§ **Dataset entries**

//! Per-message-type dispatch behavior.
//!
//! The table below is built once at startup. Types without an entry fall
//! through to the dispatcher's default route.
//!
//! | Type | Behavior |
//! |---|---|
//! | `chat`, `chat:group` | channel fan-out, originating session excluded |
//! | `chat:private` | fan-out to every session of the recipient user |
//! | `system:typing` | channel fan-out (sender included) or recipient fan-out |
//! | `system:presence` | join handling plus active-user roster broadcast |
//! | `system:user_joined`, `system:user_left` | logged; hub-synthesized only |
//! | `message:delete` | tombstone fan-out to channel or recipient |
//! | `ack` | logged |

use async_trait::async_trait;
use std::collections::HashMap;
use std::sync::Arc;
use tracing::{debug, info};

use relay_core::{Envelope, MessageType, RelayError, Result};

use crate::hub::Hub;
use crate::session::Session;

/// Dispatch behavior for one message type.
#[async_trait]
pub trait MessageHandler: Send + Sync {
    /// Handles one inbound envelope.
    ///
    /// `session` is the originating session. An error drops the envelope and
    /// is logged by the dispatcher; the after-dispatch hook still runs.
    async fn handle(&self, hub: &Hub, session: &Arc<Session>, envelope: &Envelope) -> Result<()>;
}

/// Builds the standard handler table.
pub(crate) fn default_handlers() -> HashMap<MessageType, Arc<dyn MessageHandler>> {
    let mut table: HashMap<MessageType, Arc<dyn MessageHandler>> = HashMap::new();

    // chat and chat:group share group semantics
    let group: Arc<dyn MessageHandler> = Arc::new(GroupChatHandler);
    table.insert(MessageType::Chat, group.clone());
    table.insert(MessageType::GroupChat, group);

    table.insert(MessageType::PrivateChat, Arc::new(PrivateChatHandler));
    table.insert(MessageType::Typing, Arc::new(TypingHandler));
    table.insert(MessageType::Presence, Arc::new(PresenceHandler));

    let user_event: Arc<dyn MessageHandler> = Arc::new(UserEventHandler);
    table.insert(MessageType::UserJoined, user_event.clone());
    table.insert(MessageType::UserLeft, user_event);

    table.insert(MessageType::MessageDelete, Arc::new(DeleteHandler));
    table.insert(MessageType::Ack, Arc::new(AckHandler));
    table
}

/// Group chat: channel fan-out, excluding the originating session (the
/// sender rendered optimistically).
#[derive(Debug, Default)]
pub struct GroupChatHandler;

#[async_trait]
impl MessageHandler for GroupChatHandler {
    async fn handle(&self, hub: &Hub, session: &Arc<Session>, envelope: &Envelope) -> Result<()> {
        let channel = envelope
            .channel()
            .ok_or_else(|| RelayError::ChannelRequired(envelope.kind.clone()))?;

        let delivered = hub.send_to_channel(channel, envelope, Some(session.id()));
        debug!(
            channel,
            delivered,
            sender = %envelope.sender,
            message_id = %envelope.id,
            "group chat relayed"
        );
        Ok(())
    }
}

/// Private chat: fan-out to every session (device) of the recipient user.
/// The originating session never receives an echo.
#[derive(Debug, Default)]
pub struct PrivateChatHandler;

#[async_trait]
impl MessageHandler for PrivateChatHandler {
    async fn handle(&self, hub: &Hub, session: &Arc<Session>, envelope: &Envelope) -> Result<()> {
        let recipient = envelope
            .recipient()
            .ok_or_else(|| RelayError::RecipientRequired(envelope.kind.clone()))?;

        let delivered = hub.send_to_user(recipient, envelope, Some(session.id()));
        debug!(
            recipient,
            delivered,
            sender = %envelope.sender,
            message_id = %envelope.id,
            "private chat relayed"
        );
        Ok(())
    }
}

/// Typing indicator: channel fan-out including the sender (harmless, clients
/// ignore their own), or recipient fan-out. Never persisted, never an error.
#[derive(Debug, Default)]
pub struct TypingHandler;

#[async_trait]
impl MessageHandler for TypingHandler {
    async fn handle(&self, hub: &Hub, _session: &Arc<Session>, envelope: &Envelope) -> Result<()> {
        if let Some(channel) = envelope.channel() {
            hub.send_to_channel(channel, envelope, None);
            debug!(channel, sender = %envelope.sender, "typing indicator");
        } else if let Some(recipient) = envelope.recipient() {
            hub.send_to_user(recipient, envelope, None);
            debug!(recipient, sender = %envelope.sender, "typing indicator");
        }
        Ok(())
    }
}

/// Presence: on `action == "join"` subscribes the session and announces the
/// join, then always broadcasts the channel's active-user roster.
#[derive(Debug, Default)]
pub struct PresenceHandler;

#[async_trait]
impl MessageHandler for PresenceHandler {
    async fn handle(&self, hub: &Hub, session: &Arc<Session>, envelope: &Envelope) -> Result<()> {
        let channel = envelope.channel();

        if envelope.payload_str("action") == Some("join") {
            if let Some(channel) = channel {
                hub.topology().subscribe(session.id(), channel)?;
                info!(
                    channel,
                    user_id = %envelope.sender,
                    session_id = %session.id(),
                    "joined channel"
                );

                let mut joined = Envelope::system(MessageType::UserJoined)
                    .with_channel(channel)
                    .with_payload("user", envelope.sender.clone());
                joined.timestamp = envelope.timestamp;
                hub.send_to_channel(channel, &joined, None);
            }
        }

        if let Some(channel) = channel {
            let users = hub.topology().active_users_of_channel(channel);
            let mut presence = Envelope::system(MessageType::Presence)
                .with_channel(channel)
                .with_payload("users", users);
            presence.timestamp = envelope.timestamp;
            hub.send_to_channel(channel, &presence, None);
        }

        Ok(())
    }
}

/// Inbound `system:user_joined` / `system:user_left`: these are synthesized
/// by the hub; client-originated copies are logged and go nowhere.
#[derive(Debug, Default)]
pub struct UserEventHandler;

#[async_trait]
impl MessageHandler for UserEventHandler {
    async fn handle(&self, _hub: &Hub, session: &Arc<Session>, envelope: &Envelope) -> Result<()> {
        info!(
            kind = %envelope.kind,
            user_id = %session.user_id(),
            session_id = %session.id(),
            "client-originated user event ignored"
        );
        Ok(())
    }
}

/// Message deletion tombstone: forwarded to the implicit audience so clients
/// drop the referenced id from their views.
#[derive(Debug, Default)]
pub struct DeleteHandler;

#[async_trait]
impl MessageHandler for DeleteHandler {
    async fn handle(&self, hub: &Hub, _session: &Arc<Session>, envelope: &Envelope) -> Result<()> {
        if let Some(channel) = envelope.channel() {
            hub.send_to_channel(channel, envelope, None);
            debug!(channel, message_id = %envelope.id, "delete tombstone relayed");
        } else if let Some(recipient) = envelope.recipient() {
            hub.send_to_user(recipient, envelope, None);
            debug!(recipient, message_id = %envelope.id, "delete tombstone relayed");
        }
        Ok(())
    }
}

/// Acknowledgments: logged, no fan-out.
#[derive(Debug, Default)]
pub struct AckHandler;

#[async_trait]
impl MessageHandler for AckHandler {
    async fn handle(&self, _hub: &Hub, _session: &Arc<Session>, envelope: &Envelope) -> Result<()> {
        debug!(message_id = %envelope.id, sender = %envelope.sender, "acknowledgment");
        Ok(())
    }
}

§ **Directions for this task**
The reply should consist solely of the lines of the data, exact, from the opening line through the line with "table.insert(MessageType::UserJoined, user_event.clone());", inclusive.

§ **Result for this task**
//! Per-message-type dispatch behavior.
//!
//! The table below is built once at startup. Types without an entry fall
//! through to the dispatcher's default route.
//!
//! | Type | Behavior |
//! |---|---|
//! | `chat`, `chat:group` | channel fan-out, originating session excluded |
//! | `chat:private` | fan-out to every session of the recipient user |
//! | `system:typing` | channel fan-out (sender included) or recipient fan-out |
//! | `system:presence` | join handling plus active-user roster broadcast |
//! | `system:user_joined`, `system:user_left` | logged; hub-synthesized only |
//! | `message:delete` | tombstone fan-out to channel or recipient |
//! | `ack` | logged |

use async_trait::async_trait;
use std::collections::HashMap;
use std::sync::Arc;
use tracing::{debug, info};

use relay_core::{Envelope, MessageType, RelayError, Result};

use crate::hub::Hub;
use crate::session::Session;

/// Dispatch behavior for one message type.
#[async_trait]
pub trait MessageHandler: Send + Sync {
    /// Handles one inbound envelope.
    ///
    /// `session` is the originating session. An error drops the envelope and
    /// is logged by the dispatcher; the after-dispatch hook still runs.
    async fn handle(&self, hub: &Hub, session: &Arc<Session>, envelope: &Envelope) -> Result<()>;
}

/// Builds the standard handler table.
pub(crate) fn default_handlers() -> HashMap<MessageType, Arc<dyn MessageHandler>> {
    let mut table: HashMap<MessageType, Arc<dyn MessageHandler>> = HashMap::new();

    // chat and chat:group share group semantics
    let group: Arc<dyn MessageHandler> = Arc::new(GroupChatHandler);
    table.insert(MessageType::Chat, group.clone());
    table.insert(MessageType::GroupChat, group);

    table.insert(MessageType::PrivateChat, Arc::new(PrivateChatHandler));
    table.insert(MessageType::Typing, Arc::new(TypingHandler));
    table.insert(MessageType::Presence, Arc::new(PresenceHandler));

    let user_event: Arc<dyn MessageHandler> = Arc::new(UserEventHandler);
    table.insert(MessageType::UserJoined, user_event.clone());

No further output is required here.